Records from a data collection:
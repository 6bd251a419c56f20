//! Reconnect Task
//!
//! Periodically health-checks the cache store while the connection manager
//! is disconnected, so caching resumes once the store is back.

use std::sync::Arc;
use std::time::Duration;

use tokio::task::JoinHandle;
use tracing::{debug, info};

use crate::cache::ConnectionManager;

/// Spawns the reconnect loop, or returns `None` when `interval_secs` is zero.
///
/// While connected the task only sleeps; request handling never waits on it.
pub fn spawn_reconnect_task(
    manager: Arc<ConnectionManager>,
    interval_secs: u64,
) -> Option<JoinHandle<()>> {
    if interval_secs == 0 {
        info!("Cache reconnect task disabled");
        return None;
    }
    Some(spawn_with_interval(manager, Duration::from_secs(interval_secs)))
}

fn spawn_with_interval(manager: Arc<ConnectionManager>, interval: Duration) -> JoinHandle<()> {
    tokio::spawn(async move {
        info!("Starting cache reconnect task with interval of {:?}", interval);

        loop {
            tokio::time::sleep(interval).await;

            if manager.is_connected() {
                continue;
            }
            if !manager.reconnect().await {
                debug!("Cache store still down, next check in {:?}", interval);
            }
        }
    })
}
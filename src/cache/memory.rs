//! In-Memory Store Module
//!
//! A process-local [`KeyValueStore`] with TTL expiry. Serves as the backend
//! for single-node development and as the fake store in tests: it can be
//! switched to "unavailable" and counts every operation it receives.

use std::collections::HashMap;
use std::sync::atomic::{AtomicBool, AtomicUsize, Ordering};
use std::time::Duration;

use async_trait::async_trait;
use tokio::sync::Mutex;

use crate::cache::{KeyValueStore, StoredEntry};
use crate::error::{StoreError, StoreResult};

// == Memory Store ==
#[derive(Debug)]
pub struct MemoryStore {
    /// Key-value storage
    entries: Mutex<HashMap<String, StoredEntry>>,
    /// When false every operation fails with `StoreError::Unavailable`
    available: AtomicBool,
    /// Number of ping/get/set calls received
    operations: AtomicUsize,
    /// Number of set calls received
    writes: AtomicUsize,
}

impl Default for MemoryStore {
    fn default() -> Self {
        Self::new()
    }
}

impl MemoryStore {
    // == Constructor ==
    pub fn new() -> Self {
        Self {
            entries: Mutex::new(HashMap::new()),
            available: AtomicBool::new(true),
            operations: AtomicUsize::new(0),
            writes: AtomicUsize::new(0),
        }
    }

    /// Simulates the store going down or coming back.
    pub fn set_available(&self, available: bool) {
        self.available.store(available, Ordering::SeqCst);
    }

    /// Total calls received through [`KeyValueStore`].
    pub fn operation_count(&self) -> usize {
        self.operations.load(Ordering::SeqCst)
    }

    /// Total `set_ex` calls received, successful or not.
    pub fn write_count(&self) -> usize {
        self.writes.load(Ordering::SeqCst)
    }

    /// Places raw bytes under `key`, bypassing availability and counters.
    ///
    /// Nothing is stored when the TTL overflows the clock.
    pub async fn insert_raw(&self, key: &str, value: Vec<u8>, ttl_seconds: u64) {
        if let Some(entry) = StoredEntry::new(value, ttl_seconds) {
            self.entries.lock().await.insert(key.to_string(), entry);
        }
    }

    /// Reads raw bytes under `key`, bypassing availability and counters.
    pub async fn peek(&self, key: &str) -> Option<Vec<u8>> {
        let entries = self.entries.lock().await;
        entries
            .get(key)
            .filter(|entry| !entry.is_expired())
            .map(|entry| entry.value.clone())
    }

    /// Remaining lifetime of `key`, if present and unexpired.
    pub async fn ttl(&self, key: &str) -> Option<Duration> {
        let entries = self.entries.lock().await;
        entries
            .get(key)
            .filter(|entry| !entry.is_expired())
            .map(StoredEntry::ttl_remaining)
    }

    // == Cleanup Expired ==
    /// Removes all expired entries and returns how many were dropped.
    pub async fn cleanup_expired(&self) -> usize {
        let mut entries = self.entries.lock().await;
        let before = entries.len();
        entries.retain(|_, entry| !entry.is_expired());
        before - entries.len()
    }

    // == Length ==
    /// Number of entries held, expired ones included until cleanup.
    pub async fn len(&self) -> usize {
        self.entries.lock().await.len()
    }

    pub async fn is_empty(&self) -> bool {
        self.entries.lock().await.is_empty()
    }

    fn check_available(&self) -> StoreResult<()> {
        self.operations.fetch_add(1, Ordering::SeqCst);
        if self.available.load(Ordering::SeqCst) {
            Ok(())
        } else {
            Err(StoreError::Unavailable)
        }
    }
}

#[async_trait]
impl KeyValueStore for MemoryStore {
    async fn ping(&self) -> StoreResult<()> {
        self.check_available()
    }

    async fn get(&self, key: &str) -> StoreResult<Option<Vec<u8>>> {
        self.check_available()?;

        let mut entries = self.entries.lock().await;
        if entries.get(key).is_some_and(StoredEntry::is_expired) {
            entries.remove(key);
        }
        Ok(entries.get(key).map(|entry| entry.value.clone()))
    }

    async fn set_ex(&self, key: &str, value: &[u8], ttl_seconds: u64) -> StoreResult<()> {
        self.writes.fetch_add(1, Ordering::SeqCst);
        self.check_available()?;

        let entry = StoredEntry::new(value.to_vec(), ttl_seconds)
            .ok_or(StoreError::InvalidTtl(ttl_seconds))?;
        self.entries.lock().await.insert(key.to_string(), entry);
        Ok(())
    }
}
//! Request DTOs for the news API
//!
//! Defines the query parameters accepted by the HTTP handlers.

use serde::Deserialize;

/// Default number of articles returned by the category endpoint.
pub const DEFAULT_LIMIT: usize = 5;

/// Upper bound on `limit`.
pub const MAX_LIMIT: usize = 50;

/// Query string for `GET /api/v1/news/category`
///
/// # Fields
/// - `name`: Category to list (required)
/// - `limit`: Number of articles, defaults to 5
#[derive(Debug, Clone, Default, Deserialize)]
pub struct CategoryQuery {
    #[serde(default)]
    pub name: Option<String>,
    /// Kept as text so a malformed value yields a JSON error body
    #[serde(default)]
    pub limit: Option<String>,
}

impl CategoryQuery {
    /// Validates the query, returning the category and the effective limit.
    pub fn validate(&self) -> Result<(&str, usize), String> {
        let name = match self.name.as_deref().map(str::trim) {
            Some(name) if !name.is_empty() => name,
            _ => return Err("Category name is required".to_string()),
        };

        let limit = match self.limit.as_deref() {
            None => DEFAULT_LIMIT,
            Some(raw) => match raw.trim().parse::<usize>() {
                Ok(limit) if limit > 0 => limit.min(MAX_LIMIT),
                _ => return Err(format!("Invalid limit: {}", raw)),
            },
        };

        Ok((name, limit))
    }
}

#[cfg(test)]
mod tests {
    use super::*;

    fn query(name: Option<&str>, limit: Option<&str>) -> CategoryQuery {
        CategoryQuery {
            name: name.map(String::from),
            limit: limit.map(String::from),
        }
    }

    #[test]
    fn test_category_query_deserialize() {
        let json = r#"{"name": "Technology", "limit": "3"}"#;
        let req: CategoryQuery = serde_json::from_str(json).unwrap();
        assert_eq!(req.name.as_deref(), Some("Technology"));
        assert_eq!(req.limit.as_deref(), Some("3"));
    }

    #[test]
    fn test_validate_missing_name() {
        assert_eq!(
            query(None, None).validate(),
            Err("Category name is required".to_string())
        );
        assert!(query(Some("  "), None).validate().is_err());
    }

    #[test]
    fn test_validate_default_limit() {
        assert_eq!(query(Some("Science"), None).validate(), Ok(("Science", 5)));
    }

    #[test]
    fn test_validate_limit_bounds() {
        assert_eq!(query(Some("Science"), Some("500")).validate(), Ok(("Science", MAX_LIMIT)));
        assert!(query(Some("Science"), Some("0")).validate().is_err());
        assert!(query(Some("Science"), Some("five")).validate().is_err());
    }
}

About this task:
Reproduce each line of the data without any change.

Expected answer:
repository 6bd251a419c56f20
//! Reconnect Task
//!
//! Periodically health-checks the cache store while the connection manager
//! is disconnected, so caching resumes once the store is back.

use std::sync::Arc;
use std::time::Duration;

use tokio::task::JoinHandle;
use tracing::{debug, info};

use crate::cache::ConnectionManager;

/// Spawns the reconnect loop, or returns `None` when `interval_secs` is zero.
///
/// While connected the task only sleeps; request handling never waits on it.
pub fn spawn_reconnect_task(
    manager: Arc<ConnectionManager>,
    interval_secs: u64,
) -> Option<JoinHandle<()>> {
    if interval_secs == 0 {
        info!("Cache reconnect task disabled");
        return None;
    }
    Some(spawn_with_interval(manager, Duration::from_secs(interval_secs)))
}

fn spawn_with_interval(manager: Arc<ConnectionManager>, interval: Duration) -> JoinHandle<()> {
    tokio::spawn(async move {
        info!("Starting cache reconnect task with interval of {:?}", interval);

        loop {
            tokio::time::sleep(interval).await;

            if manager.is_connected() {
                continue;
            }
            if !manager.reconnect().await {
                debug!("Cache store still down, next check in {:?}", interval);
            }
        }
    })
}
filename src/cache/memory.rs
//! In-Memory Store Module
//!
//! A process-local [`KeyValueStore`] with TTL expiry. Serves as the backend
//! for single-node development and as the fake store in tests: it can be
//! switched to "unavailable" and counts every operation it receives.

use std::collections::HashMap;
use std::sync::atomic::{AtomicBool, AtomicUsize, Ordering};
use std::time::Duration;

use async_trait::async_trait;
use tokio::sync::Mutex;

use crate::cache::{KeyValueStore, StoredEntry};
use crate::error::{StoreError, StoreResult};

// == Memory Store ==
#[derive(Debug)]
pub struct MemoryStore {
    /// Key-value storage
    entries: Mutex<HashMap<String, StoredEntry>>,
    /// When false every operation fails with `StoreError::Unavailable`
    available: AtomicBool,
    /// Number of ping/get/set calls received
    operations: AtomicUsize,
    /// Number of set calls received
    writes: AtomicUsize,
}

impl Default for MemoryStore {
    fn default() -> Self {
        Self::new()
    }
}

impl MemoryStore {
    // == Constructor ==
    pub fn new() -> Self {
        Self {
            entries: Mutex::new(HashMap::new()),
            available: AtomicBool::new(true),
            operations: AtomicUsize::new(0),
            writes: AtomicUsize::new(0),
        }
    }

    /// Simulates the store going down or coming back.
    pub fn set_available(&self, available: bool) {
        self.available.store(available, Ordering::SeqCst);
    }

    /// Total calls received through [`KeyValueStore`].
    pub fn operation_count(&self) -> usize {
        self.operations.load(Ordering::SeqCst)
    }

    /// Total `set_ex` calls received, successful or not.
    pub fn write_count(&self) -> usize {
        self.writes.load(Ordering::SeqCst)
    }

    /// Places raw bytes under `key`, bypassing availability and counters.
    ///
    /// Nothing is stored when the TTL overflows the clock.
    pub async fn insert_raw(&self, key: &str, value: Vec<u8>, ttl_seconds: u64) {
        if let Some(entry) = StoredEntry::new(value, ttl_seconds) {
            self.entries.lock().await.insert(key.to_string(), entry);
        }
    }

    /// Reads raw bytes under `key`, bypassing availability and counters.
    pub async fn peek(&self, key: &str) -> Option<Vec<u8>> {
        let entries = self.entries.lock().await;
        entries
            .get(key)
            .filter(|entry| !entry.is_expired())
            .map(|entry| entry.value.clone())
    }

    /// Remaining lifetime of `key`, if present and unexpired.
    pub async fn ttl(&self, key: &str) -> Option<Duration> {
        let entries = self.entries.lock().await;
        entries
            .get(key)
            .filter(|entry| !entry.is_expired())
            .map(StoredEntry::ttl_remaining)
    }

    // == Cleanup Expired ==
    /// Removes all expired entries and returns how many were dropped.
    pub async fn cleanup_expired(&self) -> usize {
        let mut entries = self.entries.lock().await;
        let before = entries.len();
        entries.retain(|_, entry| !entry.is_expired());
        before - entries.len()
    }

    // == Length ==
    /// Number of entries held, expired ones included until cleanup.
    pub async fn len(&self) -> usize {
        self.entries.lock().await.len()
    }

    pub async fn is_empty(&self) -> bool {
        self.entries.lock().await.is_empty()
    }

    fn check_available(&self) -> StoreResult<()> {
        self.operations.fetch_add(1, Ordering::SeqCst);
        if self.available.load(Ordering::SeqCst) {
            Ok(())
        } else {
            Err(StoreError::Unavailable)
        }
    }
}

#[async_trait]
impl KeyValueStore for MemoryStore {
    async fn ping(&self) -> StoreResult<()> {
        self.check_available()
    }

    async fn get(&self, key: &str) -> StoreResult<Option<Vec<u8>>> {
        self.check_available()?;

        let mut entries = self.entries.lock().await;
        if entries.get(key).is_some_and(StoredEntry::is_expired) {
            entries.remove(key);
        }
        Ok(entries.get(key).map(|entry| entry.value.clone()))
    }

    async fn set_ex(&self, key: &str, value: &[u8], ttl_seconds: u64) -> StoreResult<()> {
        self.writes.fetch_add(1, Ordering::SeqCst);
        self.check_available()?;

        let entry = StoredEntry::new(value.to_vec(), ttl_seconds)
            .ok_or(StoreError::InvalidTtl(ttl_seconds))?;
        self.entries.lock().await.insert(key.to_string(), entry);
        Ok(())
    }
}
//! Request DTOs for the news API
//!
//! Defines the query parameters accepted by the HTTP handlers.

use serde::Deserialize;

/// Default number of articles returned by the category endpoint.
pub const DEFAULT_LIMIT: usize = 5;

/// Upper bound on `limit`.
pub const MAX_LIMIT: usize = 50;

/// Query string for `GET /api/v1/news/category`
///
/// # Fields
/// - `name`: Category to list (required)
/// - `limit`: Number of articles, defaults to 5
#[derive(Debug, Clone, Default, Deserialize)]
pub struct CategoryQuery {
    #[serde(default)]
    pub name: Option<String>,
    /// Kept as text so a malformed value yields a JSON error body
    #[serde(default)]
    pub limit: Option<String>,
}

impl CategoryQuery {
    /// Validates the query, returning the category and the effective limit.
    pub fn validate(&self) -> Result<(&str, usize), String> {
        let name = match self.name.as_deref().map(str::trim) {
            Some(name) if !name.is_empty() => name,
            _ => return Err("Category name is required".to_string()),
        };

        let limit = match self.limit.as_deref() {
            None => DEFAULT_LIMIT,
            Some(raw) => match raw.trim().parse::<usize>() {
                Ok(limit) if limit > 0 => limit.min(MAX_LIMIT),
                _ => return Err(format!("Invalid limit: {}", raw)),
            },
        };

        Ok((name, limit))
    }
}

#[cfg(test)]
mod tests {
    use super::*;

    fn query(name: Option<&str>, limit: Option<&str>) -> CategoryQuery {
        CategoryQuery {
            name: name.map(String::from),
            limit: limit.map(String::from),
        }
    }

    #[test]
    fn test_category_query_deserialize() {
        let json = r#"{"name": "Technology", "limit": "3"}"#;
        let req: CategoryQuery = serde_json::from_str(json).unwrap();
        assert_eq!(req.name.as_deref(), Some("Technology"));
        assert_eq!(req.limit.as_deref(), Some("3"));
    }

    #[test]
    fn test_validate_missing_name() {
        assert_eq!(
            query(None, None).validate(),
            Err("Category name is required".to_string())
        );
        assert!(query(Some("  "), None).validate().is_err());
    }

    #[test]
    fn test_validate_default_limit() {
        assert_eq!(query(Some("Science"), None).validate(), Ok(("Science", 5)));
    }

    #[test]
    fn test_validate_limit_bounds() {
        assert_eq!(query(Some("Science"), Some("500")).validate(), Ok(("Science", MAX_LIMIT)));
        assert!(query(Some("Science"), Some("0")).validate().is_err());
        assert!(query(Some("Science"), Some("five")).validate().is_err());
    }
}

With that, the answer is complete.